Aveva una sedia solida, un tavolo segnato, un mazzo di chiavi appeso vicino alla porta e un ordine ostinato in ogni angolo della casa.

Quell’ordine era il modo in cui difendeva la propria dignità.

Nessuno nel quartiere ignorava del tutto la sua povertà, ma quasi tutti facevano finta di non vederla davvero.

Vedere avrebbe significato dover rispondere.

E rispondere, a volte, costa più di un saluto gentile.

Pasquale non chiedeva mai denaro, non si lamentava delle bollette e non raccontava quanto gli pesasse comprare il gas.

Quando poteva, cucinava con il carbone nel cortile.

Metteva una pentola piccola sul braciere, aspettava con pazienza e mangiava piano, come se anche una minestra povera meritasse rispetto.

Qualcuno lo prendeva in giro senza cattiveria dichiarata, che è spesso la forma più comoda della cattiveria.

“Pasquale, quel coso sembra uscito da un altro secolo.”

“Non hai paura che un giorno ti resti solo quello?”

“Dai, buttalo. Fa brutta figura nel cortile.”

Pasquale ascoltava.

Poi asciugava il bordo del braciere con uno straccio, come se quelle parole fossero polvere.

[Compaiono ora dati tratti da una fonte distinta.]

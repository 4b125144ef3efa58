use anyhow::Result;

use crate::window_api::FocusedWindow;

pub mod coordinator;
pub mod focus;
pub mod keystrokes;

/// Produces at most one window observation per poll, only when focus changed.
#[cfg_attr(test, mockall::automock)]
pub trait WindowSampler: Send {
    fn poll(&mut self) -> Result<Option<FocusedWindow>>;

    /// Drops the remembered focus so the next poll reports the current window again. Used after
    /// an observation failed to persist.
    fn forget(&mut self);
}

/// Reports how many keys were pressed since the previous poll.
#[cfg_attr(test, mockall::automock)]
pub trait KeystrokeSampler: Send {
    fn poll(&mut self) -> Result<u64>;

    /// Returns a drained count that couldn't be persisted, so it is reported again.
    fn restore(&mut self, count: u64);
}
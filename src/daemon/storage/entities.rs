use chrono::{DateTime, NaiveDate, Utc};
use serde::{Deserialize, Serialize};

/// A change of the focused window. Identified by `(timestamp, app_name)`.
#[derive(Debug, Clone, PartialEq, Eq, Serialize, Deserialize)]
pub struct WindowEvent {
    pub timestamp: DateTime<Utc>,
    pub app_name: String,
    pub window_title: Option<String>,
    pub browser_url: Option<String>,
    pub logical_date: NaiveDate,
}

/// Number of keys pressed in the second starting at `timestamp`.
#[derive(Debug, Clone, Copy, PartialEq, Eq, Serialize, Deserialize)]
pub struct KeyEvent {
    pub timestamp: DateTime<Utc>,
    pub key_count: u64,
    pub logical_date: NaiveDate,
}

#[derive(Debug, Clone, PartialEq, Eq, Serialize, Deserialize)]
pub struct Note {
    pub timestamp: DateTime<Utc>,
    pub content: String,
    pub logical_date: NaiveDate,
}
use std::{env, io, path::PathBuf};

use anyhow::{anyhow, Result};

pub const APPLICATION_NAME: &str = "daybook";
pub const DATABASE_FILE_NAME: &str = "daybook.duckdb";

/// Returns the directory holding the store, pid file and logs. It's created if it doesn't exist.
pub fn create_application_default_path() -> Result<PathBuf> {
    let path = {
        #[cfg(windows)]
        {
            let mut path = env::var("APPDATA")
                .map(PathBuf::from)
                .map_err(|_| anyhow!("APPDATA should be present on Windows"))?;
            path.push(APPLICATION_NAME);
            path
        }
        #[cfg(not(windows))]
        {
            let mut path = env::var("XDG_STATE_HOME")
                .map(PathBuf::from)
                .or_else(|_| {
                    env::var("HOME").map(|home| {
                        let mut path = PathBuf::from(home);
                        path.push(".local/state");
                        path
                    })
                })
                .map_err(|_| anyhow!("Couldn't find neither XDG_STATE_HOME nor HOME"))?;
            path.push(APPLICATION_NAME);
            path
        }
    };

    match std::fs::create_dir_all(&path) {
        Ok(_) => Ok(path),
        Err(v) if v.kind() == io::ErrorKind::AlreadyExists => Ok(path),
        Err(v) => Err(v.into()),
    }
}

/// Default location of the store file.
pub fn default_database_path() -> Result<PathBuf> {
    Ok(create_application_default_path()?.join(DATABASE_FILE_NAME))
}
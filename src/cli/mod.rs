pub mod daemon_path;
pub mod process;
pub mod report;

use anyhow::Result;
use clap::{Parser, Subcommand};
use process::{print_status, start_daemon_process, stop_daemon};
use report::{ReportCommand, StoreArgs};
use tracing::level_filters::LevelFilter;

use crate::{
    daemon::{args::TrackerArgs, start_daemon},
    utils::logging::{enable_logging, LogTarget},
};

#[derive(Parser, Debug)]
#[command(name = "daybook", version, long_about = None)]
#[command(about = "Records focused windows and keystroke counts", long_about = None)]
struct Args {
    #[command(subcommand)]
    commands: Commands,
    #[arg(long = "log-console", help = "Print logs to the console")]
    log_console: bool,
    #[arg(long = "log-filter", help = "Log level, overrides RUST_LOG")]
    log_filter: Option<LevelFilter>,
}

#[derive(Subcommand, Debug)]
#[command(version, about, long_about = None)]
enum Commands {
    #[command(about = "Starts a daemon in the background")]
    Start {
        #[command(flatten)]
        tracker: TrackerArgs,
    },
    #[command(about = "Run the daemon directly in current console")]
    Serve {
        #[command(flatten)]
        tracker: TrackerArgs,
    },
    #[command(about = "Stop currently running daemon")]
    Stop {
        #[command(flatten)]
        store: StoreArgs,
    },
    #[command(about = "Show whether the daemon is running")]
    Status {
        #[command(flatten)]
        store: StoreArgs,
    },
    #[command(flatten)]
    Report(ReportCommand),
}

pub async fn run_cli() -> Result<()> {
    let args = Args::parse();

    let level = args
        .log_filter
        .or_else(|| args.log_console.then_some(LevelFilter::DEBUG));

    // Serving in a terminal should show what the daemon does.
    let serving = matches!(args.commands, Commands::Serve { .. });
    let target = if serving { LogTarget::Daemon } else { LogTarget::Cli };
    enable_logging(target, level, serving || args.log_console)?;

    match args.commands {
        Commands::Start { tracker } => start_daemon_process(tracker),
        Commands::Serve { tracker } => start_daemon(tracker.into_config()?).await,
        Commands::Stop { store } => stop_daemon(&store.database_path()?),
        Commands::Status { store } => print_status(&store.database_path()?),
        Commands::Report(command) => report::process_report_command(command),
    }
}
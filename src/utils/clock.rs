use async_trait::async_trait;
use chrono::{DateTime, Utc};
use tokio::time::Instant;

use super::time::to_second;

/// Represents an entity responsible for providing dates across application. This can allow it to
/// be used for testing
#[async_trait]
pub trait Clock: Sync + Send + 'static {
    fn time(&self) -> DateTime<Utc>;

    fn instant(&self) -> Instant;

    async fn sleep_until(&self, instant: tokio::time::Instant);

    /// Wall clock time with second resolution. Events are keyed by this value.
    fn current_instant(&self) -> DateTime<Utc> {
        to_second(self.time())
    }
}

pub struct DefaultClock;

#[async_trait]
impl Clock for DefaultClock {
    fn time(&self) -> DateTime<Utc> {
        Utc::now()
    }

    fn instant(&self) -> Instant {
        Instant::now()
    }

    async fn sleep_until(&self, instant: tokio::time::Instant) {
        tokio::time::sleep_until(instant).await;
    }
}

“Una cosa vecchia non è inutile solo perché non piace più,” rispondeva.

La frase faceva sorridere qualcuno e irritava qualcun altro.

Perché quando un povero difende qualcosa, spesso chi ha di più crede che sia ostinazione, non memoria.

In quel cortile, tutti si conoscevano abbastanza per salutarsi, ma non abbastanza per condividere davvero i problemi.

Le porte si aprivano e si chiudevano su vite difficili.

Una famiglia aveva un neonato che piangeva spesso la sera.

Un’altra accudiva una persona malata che aveva bisogno di cibo caldo e cure regolari.

C’erano anziani soli, lavoratori stanchi, madri con le mani piene, ragazzi che facevano finta di non avere paura del futuro.

Il quartiere sopravviveva più che vivere.